Beating people over the heads with our message, while paying little attention to how our message is making people FEEL, leaves us stuck in a one way discussion (Exposure). What’s more, if you’re trying to give people a message in a way they’re not receptive to, the overwhelming majority won’t stick around to hear it. And they certainly won’t feel inspired to take action.

Often the thing that often keeps us from being in a position to influence is that people don’t look forward to hearing from us, thanks to clumsy, heavy handed or unpleasant interactions. When we using ‘death row threats’ we’re using the worst case scenario, the thing that motivates us rescuers most; but not what necessarily what motivates the public (or as I like to call them, ‘the normals’) to action.

Just as you wouldn’t look forward to a visit from a relative who habitually says hurtful things, if your tactic is to upset your public with bad news, they won’t be receptive to your messages. They might help you, but they won’t feel good about it, they won’t look forward to hearing from you again and their support will fizzle. After all, what’s the point in trying when everythings so awful?

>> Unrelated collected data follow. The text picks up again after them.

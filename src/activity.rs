// src/activity.rs
//
// Per-user activity log.  Writes from the signaling path are fire-and-forget:
// the recorder spawns the write and only logs a failure locally.
//
// ────────────────────────────────────────────────────────────────────────────

use std::collections::HashMap;
use std::sync::Arc;

use async_trait::async_trait;
use chrono::{DateTime, Utc};
use parking_lot::Mutex;
use serde::{Deserialize, Serialize};
use thiserror::Error;
use tracing::warn;

#[derive(Debug, Clone, Copy, PartialEq, Eq, Serialize, Deserialize)]
#[serde(rename_all = "snake_case")]
pub enum Action {
    Registration,
    Login,
    LoginFailed,
    RoomCreated,
    RoomDeleted,
    JoinedRoom,
    LeftRoom,
}

impl Action {
    pub fn as_str(&self) -> &'static str {
        match self {
            Self::Registration => "registration",
            Self::Login => "login",
            Self::LoginFailed => "login_failed",
            Self::RoomCreated => "room_created",
            Self::RoomDeleted => "room_deleted",
            Self::JoinedRoom => "joined_room",
            Self::LeftRoom => "left_room",
        }
    }
}

#[derive(Debug, Clone, Serialize, Deserialize)]
pub struct LogEntry {
    pub timestamp: DateTime<Utc>,
    pub action: Action,
    pub details: String,
}

#[derive(Debug, Error)]
pub enum ActivityError {
    #[error("activity store failure: {0}")]
    Store(String),
}

/// Append-only per-user log.
#[async_trait]
pub trait ActivityLog: Send + Sync {
    async fn add_log(&self, username: &str, action: Action, details: String)
        -> Result<(), ActivityError>;

    /// The newest `limit` entries, oldest first.
    async fn get_logs(&self, username: &str, limit: usize) -> Result<Vec<LogEntry>, ActivityError>;
}

#[derive(Default)]
pub struct InMemoryActivityLog {
    entries: Mutex<HashMap<String, Vec<LogEntry>>>,
}

impl InMemoryActivityLog {
    pub fn new() -> Self {
        Self::default()
    }
}

#[async_trait]
impl ActivityLog for InMemoryActivityLog {
    async fn add_log(
        &self,
        username: &str,
        action: Action,
        details: String,
    ) -> Result<(), ActivityError> {
        self.entries
            .lock()
            .entry(username.to_string())
            .or_default()
            .push(LogEntry {
                timestamp: Utc::now(),
                action,
                details,
            });
        Ok(())
    }

    async fn get_logs(&self, username: &str, limit: usize) -> Result<Vec<LogEntry>, ActivityError> {
        let entries = self.entries.lock();
        let Some(log) = entries.get(username) else {
            return Ok(Vec::new());
        };
        let start = log.len().saturating_sub(limit);
        Ok(log[start..].to_vec())
    }
}

/// Non-blocking front for an `ActivityLog`.
#[derive(Clone)]
pub struct ActivityRecorder {
    log: Arc<dyn ActivityLog>,
}

impl ActivityRecorder {
    pub fn new(log: Arc<dyn ActivityLog>) -> Self {
        Self { log }
    }

    pub fn log(&self) -> &Arc<dyn ActivityLog> {
        &self.log
    }

    pub fn record(&self, username: &str, action: Action, details: impl Into<String>) {
        let log = Arc::clone(&self.log);
        let username = username.to_string();
        let details = details.into();
        tokio::spawn(async move {
            if let Err(e) = log.add_log(&username, action, details).await {
                warn!(username = %username, action = action.as_str(), "activity log write failed: {e}");
            }
        });
    }
}

#[cfg(test)]
mod tests {
    use super::*;
    use crate::transport::fake::wait_until_async;

    #[tokio::test]
    async fn newest_entries_in_chronological_order() {
        let log = InMemoryActivityLog::new();
        for i in 0..5 {
            log.add_log("alice", Action::Login, format!("#{i}")).await.unwrap();
        }

        let last = log.get_logs("alice", 2).await.unwrap();
        let details: Vec<_> = last.iter().map(|e| e.details.as_str()).collect();
        assert_eq!(details, vec!["#3", "#4"]);

        assert_eq!(log.get_logs("alice", 50).await.unwrap().len(), 5);
        assert!(log.get_logs("nobody", 50).await.unwrap().is_empty());
    }

    #[test]
    fn actions_serialise_as_snake_case() {
        let json = serde_json::to_string(&Action::LoginFailed).unwrap();
        assert_eq!(json, "\"login_failed\"");
        assert_eq!(Action::JoinedRoom.as_str(), "joined_room");
    }

    struct FailingLog;

    #[async_trait]
    impl ActivityLog for FailingLog {
        async fn add_log(&self, _: &str, _: Action, _: String) -> Result<(), ActivityError> {
            Err(ActivityError::Store("down".into()))
        }

        async fn get_logs(&self, _: &str, _: usize) -> Result<Vec<LogEntry>, ActivityError> {
            Err(ActivityError::Store("down".into()))
        }
    }

    #[tokio::test]
    async fn recorder_writes_in_background() {
        let log = Arc::new(InMemoryActivityLog::new());
        let recorder = ActivityRecorder::new(log.clone());
        recorder.record("alice", Action::JoinedRoom, "Joined room r1");

        wait_until_async(|| {
            let log = Arc::clone(&log);
            async move { log.get_logs("alice", 10).await.unwrap().len() == 1 }
        })
        .await;

        // Failures never reach the caller.
        ActivityRecorder::new(Arc::new(FailingLog)).record("alice", Action::Login, "x");
    }
}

So how do we take people from Exposure > Engagement > Influence … to Action?

Influence on people’s thoughts and behaviour can only come if you’ve built enough trust, that they listen to your message and act on it. Positive messages with explicit detail on how supporters can help keep people motivated toward change. Use any unpleasant imagery like salt as a garnish; sparingly and with knowledge that too much is bad for the health of your relationship with your public.